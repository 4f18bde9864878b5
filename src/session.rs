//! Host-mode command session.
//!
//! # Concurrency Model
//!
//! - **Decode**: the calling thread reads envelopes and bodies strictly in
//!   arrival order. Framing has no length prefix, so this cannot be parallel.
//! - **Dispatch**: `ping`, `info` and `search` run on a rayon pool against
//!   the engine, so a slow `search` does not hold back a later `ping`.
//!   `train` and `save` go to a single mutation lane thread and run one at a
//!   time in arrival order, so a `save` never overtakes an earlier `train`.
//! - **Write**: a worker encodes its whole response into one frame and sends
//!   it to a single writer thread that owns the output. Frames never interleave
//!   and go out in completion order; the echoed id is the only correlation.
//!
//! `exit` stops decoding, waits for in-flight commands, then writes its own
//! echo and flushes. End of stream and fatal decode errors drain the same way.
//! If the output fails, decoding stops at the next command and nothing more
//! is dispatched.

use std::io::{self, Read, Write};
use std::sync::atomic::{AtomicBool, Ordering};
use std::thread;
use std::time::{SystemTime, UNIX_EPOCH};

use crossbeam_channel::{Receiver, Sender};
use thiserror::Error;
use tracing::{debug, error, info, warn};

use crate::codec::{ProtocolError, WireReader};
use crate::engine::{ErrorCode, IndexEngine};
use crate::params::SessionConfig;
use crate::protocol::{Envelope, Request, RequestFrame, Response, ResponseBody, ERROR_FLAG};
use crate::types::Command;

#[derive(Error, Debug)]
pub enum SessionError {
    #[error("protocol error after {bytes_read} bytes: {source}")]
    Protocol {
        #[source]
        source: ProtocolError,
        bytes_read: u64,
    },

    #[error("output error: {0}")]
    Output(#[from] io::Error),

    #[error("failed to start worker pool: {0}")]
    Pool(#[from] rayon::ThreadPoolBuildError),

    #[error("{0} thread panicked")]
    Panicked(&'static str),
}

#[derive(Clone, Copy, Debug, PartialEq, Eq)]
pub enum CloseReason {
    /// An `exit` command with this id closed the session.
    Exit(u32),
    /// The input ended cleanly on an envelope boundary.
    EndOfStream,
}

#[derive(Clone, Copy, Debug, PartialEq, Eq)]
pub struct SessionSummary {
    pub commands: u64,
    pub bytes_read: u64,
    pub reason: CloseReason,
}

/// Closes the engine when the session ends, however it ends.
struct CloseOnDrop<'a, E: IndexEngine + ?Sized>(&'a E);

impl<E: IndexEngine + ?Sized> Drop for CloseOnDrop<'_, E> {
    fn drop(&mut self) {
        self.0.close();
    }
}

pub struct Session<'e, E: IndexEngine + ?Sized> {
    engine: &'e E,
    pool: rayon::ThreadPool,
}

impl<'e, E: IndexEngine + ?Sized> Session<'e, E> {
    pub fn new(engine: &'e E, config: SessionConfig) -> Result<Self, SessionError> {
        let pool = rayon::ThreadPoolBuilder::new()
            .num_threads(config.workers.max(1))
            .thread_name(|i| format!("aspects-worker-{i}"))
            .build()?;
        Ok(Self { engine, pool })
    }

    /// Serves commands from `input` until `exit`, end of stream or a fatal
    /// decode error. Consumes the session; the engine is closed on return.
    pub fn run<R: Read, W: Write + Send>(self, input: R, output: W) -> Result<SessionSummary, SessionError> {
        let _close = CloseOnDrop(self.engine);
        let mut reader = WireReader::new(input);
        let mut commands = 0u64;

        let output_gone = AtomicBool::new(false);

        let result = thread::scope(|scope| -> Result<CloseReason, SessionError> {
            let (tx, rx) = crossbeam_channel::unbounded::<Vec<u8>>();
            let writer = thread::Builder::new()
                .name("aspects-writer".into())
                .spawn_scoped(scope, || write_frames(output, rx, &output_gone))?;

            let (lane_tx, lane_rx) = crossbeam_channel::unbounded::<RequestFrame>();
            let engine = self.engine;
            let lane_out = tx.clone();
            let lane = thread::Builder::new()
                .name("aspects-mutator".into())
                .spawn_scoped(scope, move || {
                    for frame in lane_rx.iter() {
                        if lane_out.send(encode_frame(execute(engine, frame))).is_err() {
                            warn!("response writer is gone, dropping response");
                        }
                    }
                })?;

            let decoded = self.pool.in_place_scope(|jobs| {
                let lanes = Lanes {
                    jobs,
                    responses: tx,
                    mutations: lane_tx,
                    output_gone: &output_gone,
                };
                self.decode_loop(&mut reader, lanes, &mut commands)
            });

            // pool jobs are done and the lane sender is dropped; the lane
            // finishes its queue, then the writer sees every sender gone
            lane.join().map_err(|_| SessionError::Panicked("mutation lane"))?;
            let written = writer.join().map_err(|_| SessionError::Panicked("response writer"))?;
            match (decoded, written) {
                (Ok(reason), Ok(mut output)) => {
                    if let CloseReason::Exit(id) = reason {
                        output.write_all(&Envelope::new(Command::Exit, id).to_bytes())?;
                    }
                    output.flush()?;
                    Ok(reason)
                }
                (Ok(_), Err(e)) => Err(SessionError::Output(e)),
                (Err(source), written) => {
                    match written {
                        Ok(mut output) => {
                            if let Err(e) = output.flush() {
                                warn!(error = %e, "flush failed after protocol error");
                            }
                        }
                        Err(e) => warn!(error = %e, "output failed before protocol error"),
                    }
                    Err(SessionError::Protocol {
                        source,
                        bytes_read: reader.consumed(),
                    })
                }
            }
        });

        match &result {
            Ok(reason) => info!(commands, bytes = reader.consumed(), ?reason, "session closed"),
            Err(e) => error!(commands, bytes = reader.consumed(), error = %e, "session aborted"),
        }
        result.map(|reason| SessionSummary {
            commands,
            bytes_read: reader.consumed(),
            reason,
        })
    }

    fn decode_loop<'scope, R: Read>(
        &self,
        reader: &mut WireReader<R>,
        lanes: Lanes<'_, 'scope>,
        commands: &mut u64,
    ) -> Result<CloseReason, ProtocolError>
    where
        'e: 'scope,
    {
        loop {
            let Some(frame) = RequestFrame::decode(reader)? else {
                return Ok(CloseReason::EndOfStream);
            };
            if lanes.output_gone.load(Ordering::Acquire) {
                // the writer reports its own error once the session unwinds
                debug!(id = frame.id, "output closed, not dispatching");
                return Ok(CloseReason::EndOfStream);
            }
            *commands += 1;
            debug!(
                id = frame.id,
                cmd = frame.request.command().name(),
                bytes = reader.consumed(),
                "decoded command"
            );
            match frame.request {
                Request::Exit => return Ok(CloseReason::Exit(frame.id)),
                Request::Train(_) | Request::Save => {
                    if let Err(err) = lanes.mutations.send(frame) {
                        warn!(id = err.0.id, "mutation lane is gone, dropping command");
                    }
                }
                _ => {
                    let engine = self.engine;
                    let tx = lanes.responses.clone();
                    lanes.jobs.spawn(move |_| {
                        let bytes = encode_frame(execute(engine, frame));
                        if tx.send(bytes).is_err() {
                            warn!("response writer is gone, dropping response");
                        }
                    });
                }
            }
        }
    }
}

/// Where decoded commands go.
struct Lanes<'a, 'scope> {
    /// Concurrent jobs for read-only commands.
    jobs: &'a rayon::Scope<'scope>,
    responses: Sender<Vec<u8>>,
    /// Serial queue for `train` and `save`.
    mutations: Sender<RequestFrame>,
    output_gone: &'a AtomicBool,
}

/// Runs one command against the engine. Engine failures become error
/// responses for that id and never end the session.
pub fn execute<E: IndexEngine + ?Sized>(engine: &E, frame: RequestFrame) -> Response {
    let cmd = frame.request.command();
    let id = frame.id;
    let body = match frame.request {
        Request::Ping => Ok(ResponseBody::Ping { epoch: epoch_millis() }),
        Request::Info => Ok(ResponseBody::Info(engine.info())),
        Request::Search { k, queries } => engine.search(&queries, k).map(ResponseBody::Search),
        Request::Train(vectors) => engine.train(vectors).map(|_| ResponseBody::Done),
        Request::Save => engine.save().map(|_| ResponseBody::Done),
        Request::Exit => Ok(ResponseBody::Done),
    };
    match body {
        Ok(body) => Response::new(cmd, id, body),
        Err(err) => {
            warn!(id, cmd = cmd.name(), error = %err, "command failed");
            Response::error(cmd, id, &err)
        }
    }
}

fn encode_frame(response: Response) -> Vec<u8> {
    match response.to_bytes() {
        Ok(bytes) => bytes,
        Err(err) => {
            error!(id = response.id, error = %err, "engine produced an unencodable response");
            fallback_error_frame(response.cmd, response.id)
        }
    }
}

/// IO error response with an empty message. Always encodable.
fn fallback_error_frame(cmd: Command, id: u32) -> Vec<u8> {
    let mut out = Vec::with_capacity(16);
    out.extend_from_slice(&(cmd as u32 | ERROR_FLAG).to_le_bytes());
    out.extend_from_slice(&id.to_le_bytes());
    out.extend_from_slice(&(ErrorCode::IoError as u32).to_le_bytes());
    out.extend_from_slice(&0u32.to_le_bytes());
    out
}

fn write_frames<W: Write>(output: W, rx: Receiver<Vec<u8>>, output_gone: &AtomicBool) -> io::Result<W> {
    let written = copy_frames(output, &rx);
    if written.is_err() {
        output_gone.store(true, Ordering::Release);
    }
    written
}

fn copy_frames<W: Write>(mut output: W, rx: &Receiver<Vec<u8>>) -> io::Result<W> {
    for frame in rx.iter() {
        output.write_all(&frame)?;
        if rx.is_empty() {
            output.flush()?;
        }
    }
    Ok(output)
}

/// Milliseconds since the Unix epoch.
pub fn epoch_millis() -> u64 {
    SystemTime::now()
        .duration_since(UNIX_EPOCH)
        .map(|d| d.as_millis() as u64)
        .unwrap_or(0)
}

..............................

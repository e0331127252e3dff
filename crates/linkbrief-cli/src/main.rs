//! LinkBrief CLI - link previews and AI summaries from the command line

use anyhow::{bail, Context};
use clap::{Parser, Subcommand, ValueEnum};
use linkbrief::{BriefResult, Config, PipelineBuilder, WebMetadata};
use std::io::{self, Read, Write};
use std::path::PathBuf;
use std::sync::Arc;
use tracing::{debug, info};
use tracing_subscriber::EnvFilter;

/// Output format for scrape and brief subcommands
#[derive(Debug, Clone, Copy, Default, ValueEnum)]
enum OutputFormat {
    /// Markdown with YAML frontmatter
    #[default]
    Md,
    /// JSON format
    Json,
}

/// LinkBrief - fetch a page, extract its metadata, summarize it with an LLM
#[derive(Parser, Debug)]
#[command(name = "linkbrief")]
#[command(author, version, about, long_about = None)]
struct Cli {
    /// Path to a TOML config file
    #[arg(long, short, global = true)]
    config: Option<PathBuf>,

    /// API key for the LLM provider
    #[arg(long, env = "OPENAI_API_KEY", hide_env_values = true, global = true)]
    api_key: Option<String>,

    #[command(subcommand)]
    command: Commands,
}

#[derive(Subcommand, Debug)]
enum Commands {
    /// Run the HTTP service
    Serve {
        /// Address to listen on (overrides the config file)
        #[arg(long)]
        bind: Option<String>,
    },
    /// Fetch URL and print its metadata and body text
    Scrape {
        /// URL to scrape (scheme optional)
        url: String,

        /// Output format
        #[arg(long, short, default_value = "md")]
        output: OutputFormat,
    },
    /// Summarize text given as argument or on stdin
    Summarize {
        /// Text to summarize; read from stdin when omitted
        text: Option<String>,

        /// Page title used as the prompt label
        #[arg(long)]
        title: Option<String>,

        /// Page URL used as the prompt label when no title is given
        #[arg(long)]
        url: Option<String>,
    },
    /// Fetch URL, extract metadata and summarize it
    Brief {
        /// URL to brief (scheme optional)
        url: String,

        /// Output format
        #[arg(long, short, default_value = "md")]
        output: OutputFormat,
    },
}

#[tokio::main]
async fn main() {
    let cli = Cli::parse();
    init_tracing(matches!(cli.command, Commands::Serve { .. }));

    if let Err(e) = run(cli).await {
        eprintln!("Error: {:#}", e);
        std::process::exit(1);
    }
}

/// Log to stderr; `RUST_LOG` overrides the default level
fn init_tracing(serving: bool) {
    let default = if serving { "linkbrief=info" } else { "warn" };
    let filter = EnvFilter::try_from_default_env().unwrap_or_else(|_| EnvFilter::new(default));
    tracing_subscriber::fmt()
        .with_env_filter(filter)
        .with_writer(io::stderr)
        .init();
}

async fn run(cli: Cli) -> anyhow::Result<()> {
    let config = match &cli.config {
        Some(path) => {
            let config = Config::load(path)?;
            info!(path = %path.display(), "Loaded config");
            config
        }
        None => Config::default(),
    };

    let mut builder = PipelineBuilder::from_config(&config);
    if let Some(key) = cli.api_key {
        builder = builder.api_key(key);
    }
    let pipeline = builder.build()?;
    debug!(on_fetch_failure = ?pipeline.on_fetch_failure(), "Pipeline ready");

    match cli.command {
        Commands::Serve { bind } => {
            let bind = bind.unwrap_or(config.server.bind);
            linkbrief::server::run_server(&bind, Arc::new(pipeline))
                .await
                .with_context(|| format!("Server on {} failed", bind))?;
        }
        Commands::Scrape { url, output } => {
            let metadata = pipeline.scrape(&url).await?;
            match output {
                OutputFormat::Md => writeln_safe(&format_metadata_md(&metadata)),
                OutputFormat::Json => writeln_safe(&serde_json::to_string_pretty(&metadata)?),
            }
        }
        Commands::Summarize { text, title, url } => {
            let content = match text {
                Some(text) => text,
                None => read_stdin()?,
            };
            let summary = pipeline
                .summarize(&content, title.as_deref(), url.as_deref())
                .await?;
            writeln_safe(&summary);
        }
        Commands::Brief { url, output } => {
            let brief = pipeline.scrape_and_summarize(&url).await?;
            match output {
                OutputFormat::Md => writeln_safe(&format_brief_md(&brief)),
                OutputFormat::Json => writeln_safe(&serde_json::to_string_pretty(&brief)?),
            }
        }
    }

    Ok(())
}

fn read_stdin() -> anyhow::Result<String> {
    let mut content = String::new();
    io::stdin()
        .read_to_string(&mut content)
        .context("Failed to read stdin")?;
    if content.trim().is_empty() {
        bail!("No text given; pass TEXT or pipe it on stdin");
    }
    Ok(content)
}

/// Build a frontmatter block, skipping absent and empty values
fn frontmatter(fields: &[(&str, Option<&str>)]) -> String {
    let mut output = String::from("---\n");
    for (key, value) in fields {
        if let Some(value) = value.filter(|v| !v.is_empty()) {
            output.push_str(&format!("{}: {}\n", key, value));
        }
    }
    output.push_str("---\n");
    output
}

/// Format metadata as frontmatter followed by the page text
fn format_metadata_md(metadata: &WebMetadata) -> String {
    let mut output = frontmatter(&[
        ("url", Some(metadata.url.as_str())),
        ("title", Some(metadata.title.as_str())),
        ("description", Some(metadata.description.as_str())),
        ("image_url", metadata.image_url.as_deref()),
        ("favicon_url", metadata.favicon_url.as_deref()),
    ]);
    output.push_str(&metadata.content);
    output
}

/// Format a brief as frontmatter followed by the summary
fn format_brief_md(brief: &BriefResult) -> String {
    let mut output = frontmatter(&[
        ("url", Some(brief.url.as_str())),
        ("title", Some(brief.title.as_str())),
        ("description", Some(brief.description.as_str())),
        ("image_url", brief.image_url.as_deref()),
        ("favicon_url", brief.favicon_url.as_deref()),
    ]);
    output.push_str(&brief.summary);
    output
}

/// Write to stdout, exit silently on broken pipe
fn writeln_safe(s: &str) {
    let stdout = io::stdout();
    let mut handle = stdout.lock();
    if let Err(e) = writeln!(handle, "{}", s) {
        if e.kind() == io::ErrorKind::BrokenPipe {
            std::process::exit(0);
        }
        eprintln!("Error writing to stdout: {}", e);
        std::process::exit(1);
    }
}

..............................

Take every line from the data that contains the word "await".

    if let Err(e) = run(cli).await {
                .await
            let metadata = pipeline.scrape(&url).await?;
                .await?;
            let brief = pipeline.scrape_and_summarize(&url).await?;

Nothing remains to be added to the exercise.